O fundo de enfermagem, previsto na lei, não foi criado, assim como o reajuste anual do valor do piso foi vetado, quando a lei foi sancionada, em 2022. No ano seguinte, foram liberados R$ 7,3 bilhões e acabaram com as restrições orçamentárias para esse fim. Desde sua implementação, o Ministério da Saúde já repassou mais de R$ 20 bilhões via Assistência Financeira Complementar (AFC) da União aos entes federados para que estes realizem o pagamento do piso, que responde por 60% de toda força de trabalho da área da saúde.
A enfermeira e ex-prefeita de Cristal, Fábia Richter, esteve entre os participantes da audiência. Ela lembrou que hoje consórcios municipais contratam enfermeiros como pessoa jurídica. "Muitos
não recebem a diferença do piso e precisam implorar pelo salário, pois também não sabem o dia que vão ser pagos e nem as suas horas trabalhadas", observa.
Pela lei, o piso básico da enfermagem, incluindo técnicos, auxiliares e parteiras, consiste no mínimo de R$ 4.750 a enfermeiros, 70% desse valor (R$ 3.325) a técnicos e 50% a auxiliares e parteiras R$ 2.375. Mas os gestores têm interpretado a legislação de forma que acabam criando dificuldades para a efetivação da lei.
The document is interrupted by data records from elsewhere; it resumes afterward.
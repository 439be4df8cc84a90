//! `parse` command: extract deals from one email read from disk.

use std::path::Path;

use anyhow::Context;
use farealert_core::AppConfig;
use farealert_extract::DealExtractor;

/// Read the email bodies, parse them, and print the deals as a JSON array.
///
/// # Errors
///
/// Returns an error if neither body is given, a body file cannot be read, or
/// the configured extractor settings are invalid.
pub(crate) fn run_parse(
    config: &AppConfig,
    subject: &str,
    html_path: Option<&Path>,
    text_path: Option<&Path>,
    pretty: bool,
) -> anyhow::Result<()> {
    if html_path.is_none() && text_path.is_none() {
        anyhow::bail!("at least one of --html or --text is required");
    }

    let html = html_path.map(read_body).transpose()?;
    let text = text_path.map(read_body).transpose()?;

    let extractor = DealExtractor::new(config.extractor.clone())
        .context("failed to build deal extractor")?;
    let deals = extractor.parse(subject, html.as_deref(), text.as_deref());

    if deals.is_empty() {
        tracing::warn!("email yielded no deals");
    } else {
        tracing::info!(deals = deals.len(), "parsed email");
    }

    crate::print_json(&deals, pretty)
}

fn read_body(path: &Path) -> anyhow::Result<String> {
    std::fs::read_to_string(path).with_context(|| format!("failed to read {}", path.display()))
}
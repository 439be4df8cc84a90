#[derive(Debug, Clone, PartialEq, Eq)]
pub enum Environment {
    Development,
    Test,
    Production,
}

impl std::fmt::Display for Environment {
    fn fmt(&self, f: &mut std::fmt::Formatter<'_>) -> std::fmt::Result {
        match self {
            Environment::Development => write!(f, "development"),
            Environment::Test => write!(f, "test"),
            Environment::Production => write!(f, "production"),
        }
    }
}

/// Default host prefix of the alert service's click-tracking links.
pub const DEFAULT_TRACKING_LINK_PREFIX: &str = "https://c.gle/";

/// Default number of sibling rows scanned for a booking link after a card.
pub const DEFAULT_SIBLING_SCAN_LIMIT: usize = 6;

/// Tunables for the deal extractor.
#[derive(Debug, Clone, PartialEq, Eq)]
pub struct ExtractorConfig {
    /// Booking links are recognized by `href` containing this prefix.
    pub tracking_link_prefix: String,
    /// Sibling rows scanned after a card that has no link of its own.
    pub sibling_scan_limit: usize,
}

impl Default for ExtractorConfig {
    fn default() -> Self {
        Self {
            tracking_link_prefix: DEFAULT_TRACKING_LINK_PREFIX.to_string(),
            sibling_scan_limit: DEFAULT_SIBLING_SCAN_LIMIT,
        }
    }
}

#[derive(Debug, Clone)]
pub struct AppConfig {
    pub env: Environment,
    pub log_level: String,
    /// Provenance label written onto every ingested deal.
    pub source_label: String,
    /// Maximum deals kept when a batch is ranked.
    pub rank_limit: usize,
    pub extractor: ExtractorConfig,
}
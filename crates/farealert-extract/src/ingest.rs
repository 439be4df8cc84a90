//! Batch ingest: parse many fetched emails and tag each deal with its
//! provenance.

use farealert_core::{EmailMessage, IngestBatch, IngestedDeal};

use crate::extractor::DealExtractor;

/// Parses every email in `emails` and concatenates the annotated deals in
/// input order.
///
/// An email that yields no deals is logged at `warn` and otherwise skipped;
/// deciding whether that matters is left to the caller.
#[must_use]
pub fn ingest_batch(extractor: &DealExtractor, emails: &[EmailMessage], source: &str) -> IngestBatch {
    let mut batch = IngestBatch::default();

    for email in emails {
        let deals = extractor.parse(&email.subject, email.html.as_deref(), email.text.as_deref());
        batch.processed_emails += 1;

        if deals.is_empty() {
            tracing::warn!(
                message_id = %email.message_id,
                has_html = email.html.is_some(),
                has_text = email.text.is_some(),
                "email yielded no deals"
            );
            continue;
        }

        tracing::info!(
            message_id = %email.message_id,
            deals = deals.len(),
            "parsed email"
        );
        batch.ingested_count += deals.len();
        batch
            .deals
            .extend(deals.into_iter().map(|deal| IngestedDeal::new(deal, email, source)));
    }

    tracing::info!(
        processed_emails = batch.processed_emails,
        ingested_count = batch.ingested_count,
        source,
        "ingest batch complete"
    );
    batch
}
//! Flight-detail row location and parsing.
//!
//! The row reads `"Airline · Stops · XXX–YYY · Duration"` with U+00B7
//! separators; fields are interpreted by position.

use std::sync::LazyLock;

use regex::Regex;
use scraper::{ElementRef, Selector};

use crate::dom::{descendants_matching, first_descendant, raw_text};

static FLIGHT_ROW: LazyLock<Selector> =
    LazyLock::new(|| Selector::parse("tr.flight").expect("valid flight-row selector"));
static ANY_ROW: LazyLock<Selector> =
    LazyLock::new(|| Selector::parse("tr").expect("valid row selector"));

/// Two three-letter codes joined by a hyphen or en dash.
static ROUTE_PAIR_RE: LazyLock<Regex> = LazyLock::new(|| {
    Regex::new(r"([A-Z]{3})\s*[–-]\s*([A-Z]{3})").expect("valid route-pair regex")
});
static HYPHEN_RE: LazyLock<Regex> =
    LazyLock::new(|| Regex::new(r"\s*-\s*").expect("valid hyphen regex"));
static STOPS_RE: LazyLock<Regex> =
    LazyLock::new(|| Regex::new(r"(?i)(nonstop|\d+\s*stops?)").expect("valid stops regex"));
static DURATION_RE: LazyLock<Regex> = LazyLock::new(|| {
    Regex::new(r"(?i)(\d+\s*hr(?:\s*\d*\s*min)?)").expect("valid duration regex")
});

const SEPARATOR: char = '\u{b7}';

/// Normalized fields of one flight-detail row.
#[derive(Debug, Clone, Default, PartialEq, Eq)]
pub struct FlightDetails {
    pub airline: Option<String>,
    pub stops: Option<String>,
    pub route: Option<String>,
    pub duration: Option<String>,
}

impl FlightDetails {
    /// Origin and destination codes from the normalized route.
    #[must_use]
    pub fn route_codes(&self) -> Option<(String, String)> {
        self.route.as_deref().and_then(route_codes)
    }
}

/// Finds the flight-detail row inside `card`.
///
/// An explicit `tr.flight` wins; otherwise the first row whose text holds a
/// middle dot and a code pair.
pub(crate) fn find_flight_row(card: ElementRef<'_>) -> Option<ElementRef<'_>> {
    first_descendant(card, &FLIGHT_ROW).or_else(|| {
        descendants_matching(card, &ANY_ROW).into_iter().find(|row| {
            let text = raw_text(*row);
            text.contains(SEPARATOR) && ROUTE_PAIR_RE.is_match(&text)
        })
    })
}

/// Splits a flight row on middle dots and normalizes each positional field.
///
/// Segments are trimmed and empty ones dropped; fewer than four segments
/// leave the trailing fields `None`.
#[must_use]
pub fn parse_flight_blob(text: &str) -> FlightDetails {
    let parts: Vec<&str> = text
        .split(SEPARATOR)
        .map(str::trim)
        .filter(|s| !s.is_empty())
        .collect();

    FlightDetails {
        airline: parts.first().map(|s| (*s).to_string()),
        stops: parts.get(1).map(|s| normalize_stops(s)),
        route: parts.get(2).map(|s| normalize_route(s)),
        duration: parts.get(3).map(|s| normalize_duration(s)),
    }
}

/// `"Nonstop"` / `"N stop(s)"` when recognized, else the fragment as-is.
fn normalize_stops(raw: &str) -> String {
    STOPS_RE.captures(raw).map_or_else(
        || raw.to_string(),
        |c| c[1].split_whitespace().collect::<Vec<_>>().join(" "),
    )
}

/// `"XXX–YYY"` with an en dash whenever a code pair is present.
fn normalize_route(raw: &str) -> String {
    match route_codes(raw) {
        Some((origin, destination)) => format!("{origin}\u{2013}{destination}"),
        None => HYPHEN_RE.replace_all(raw, "\u{2013}").into_owned(),
    }
}

/// Lowercase `"N hr"` / `"N hr M min"` when recognized, else the lowercased
/// fragment.
fn normalize_duration(raw: &str) -> String {
    let lower = raw.to_lowercase();
    DURATION_RE
        .captures(&lower)
        .map_or_else(|| lower.clone(), |c| c[1].to_string())
}

pub(crate) fn route_codes(route: &str) -> Option<(String, String)> {
    ROUTE_PAIR_RE
        .captures(route)
        .map(|c| (c[1].to_string(), c[2].to_string()))
}

#[cfg(test)]
#[path = "flight_test.rs"]
mod tests;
Para a secretária geral do Sindicato dos Enfermeiros do RS, presidente do Conselho Estadual de Saúde e diretora da Federação Nacional dos Enfermeiros, Inara Ruas a grande complicação do piso foi desvinculá-lo das 30 horas (jornada semanal) e, pior, ser criado (um valor) que era para ser de R$ 7,5 mil. "A proposta do Cofen, em acordo com a patronal, foi para baixar porque eles, os hospitais, não teriam condições de pagar, discussão que temos até hoje", avalia
Outras manifestações foram feitas pelo plenário da audiência também no sentido da valorização da enfermagem por parte da sociedade e do poder público, queixas por jornadas duplas ou triplas de trabalho, falta de insumos, casos de assédio moral e necessidade de maior participação da própria categoria nos debates e mobilizações em defesa das pautas dos trabalhadores da saúde. "Todas as informações que estamos colhendo farão parte do relatório final, com recomendações a estados, municípios, União e aos empregadores para que o cumprimento da legislação, assim como por garantia de condições dignas de trabalho, seja colocado em prática. A lei precisa ser cumprida", garante Oliveira.
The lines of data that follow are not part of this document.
//! Card-container resolution.
//!
//! A card is the smallest table holding one option's date cell, price
//! badge, and call-to-action link. The alert template nests tables
//! unevenly, so resolution tries three tiers, most specific first:
//!
//! 1. the nearest ancestor table whose class carries the container marker;
//! 2. a structural climb: date row, its table, that table's cell, the outer
//!    row holding both the date/price cell and the button cell, then the
//!    outer row's table;
//! 3. the closest table around the date cell.

use scraper::ElementRef;

use crate::dom::{class_contains, closest, element_ancestors};

/// Class fragment the alert template puts on each card's outer table.
pub(crate) const CONTAINER_CLASS_MARKER: &str = "broadIntentMarketContentDiscountedMdp";

pub(crate) type ContainerTier = for<'a> fn(ElementRef<'a>) -> Option<ElementRef<'a>>;

/// Container tiers in priority order.
pub(crate) const CONTAINER_TIERS: [(&str, ContainerTier); 3] = [
    ("marker_class", container_by_marker),
    ("row_climb", container_by_row_climb),
    ("closest_table", container_by_closest_table),
];

/// Resolves the card container of `date_cell`, or `None` when the cell is
/// not inside any table.
pub(crate) fn resolve_card_container(date_cell: ElementRef<'_>) -> Option<ElementRef<'_>> {
    CONTAINER_TIERS.iter().find_map(|(tier, resolve)| {
        let container = resolve(date_cell)?;
        tracing::trace!(tier, "resolved card container");
        Some(container)
    })
}

pub(crate) fn container_by_marker(date_cell: ElementRef<'_>) -> Option<ElementRef<'_>> {
    element_ancestors(date_cell).find(|el| {
        el.value().name() == "table" && class_contains(*el, CONTAINER_CLASS_MARKER)
    })
}

pub(crate) fn container_by_row_climb(date_cell: ElementRef<'_>) -> Option<ElementRef<'_>> {
    let date_row = closest(date_cell, "tr")?;
    let inner_table = closest(date_row, "table")?;
    let left_cell = closest(inner_table, "td")?;
    let outer_row = closest(left_cell, "tr")?;
    closest(outer_row, "table")
}

pub(crate) fn container_by_closest_table(date_cell: ElementRef<'_>) -> Option<ElementRef<'_>> {
    closest(date_cell, "table")
}

#[cfg(test)]
mod tests {
    use scraper::{Html, Selector};

    use super::*;

    fn date_cell(doc: &Html) -> ElementRef<'_> {
        let selector = Selector::parse(r#"td[class*="date-pair"]"#).unwrap();
        doc.select(&selector).next().expect("date cell present")
    }

    fn id_of(el: Option<ElementRef<'_>>) -> Option<&str> {
        el.and_then(|e| e.value().attr("id"))
    }

    const NESTED: &str = r#"
        <table id="outer"><tr>
          <td><table id="inner"><tr><td class="date-pair">Thu, Oct 30 – Thu, Nov 6</td></tr></table></td>
          <td><a class="view-btn" href="https://c.gle/a">View</a></td>
        </tr></table>"#;

    #[test]
    fn marker_tier_picks_nearest_marked_table() {
        let doc = Html::parse_document(&format!(
            r#"<table id="card" class="x {CONTAINER_CLASS_MARKER}"><tr><td>{NESTED}</td></tr></table>"#
        ));
        let cell = date_cell(&doc);
        assert_eq!(id_of(container_by_marker(cell)), Some("card"));
        assert_eq!(id_of(resolve_card_container(cell)), Some("card"));
    }

    #[test]
    fn row_climb_tier_reaches_outer_table() {
        let doc = Html::parse_document(NESTED);
        let cell = date_cell(&doc);
        assert!(container_by_marker(cell).is_none());
        assert_eq!(id_of(container_by_row_climb(cell)), Some("outer"));
        assert_eq!(id_of(resolve_card_container(cell)), Some("outer"));
    }

    #[test]
    fn single_table_falls_to_closest_table() {
        let doc = Html::parse_document(
            r#"<table id="only"><tr><td class="date-pair">Sun, Oct 19 – Tue, Oct 28</td></tr></table>"#,
        );
        let cell = date_cell(&doc);
        assert!(container_by_marker(cell).is_none());
        assert!(container_by_row_climb(cell).is_none());
        assert_eq!(id_of(resolve_card_container(cell)), Some("only"));
    }
}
Esta foi a segunda de uma série de treze audiências que inicialmente irão acontecer em todas as macrorregiões de saúde do RS. Além de Pelotas, também deverão receber audiências públicas as cidades de Bagé, Caxias do Sul, Cachoeira do Sul, Erechim, Passo Fundo, Porto Alegre, São Borja, São Gabriel, Santa Rosa, Santa Maria e Tramandaí (Cruz Alta realizou a sua em 16 de abril). Juntamente com as audiências, também estão sendo realizadas visitas técnicas em estabelecimentos de saúde públicos, privados e filantrópicos, como foi o caso, no mesmo dia, antes da audiência, da ida da Comissão Especial à Santa Casa de Rio Grande.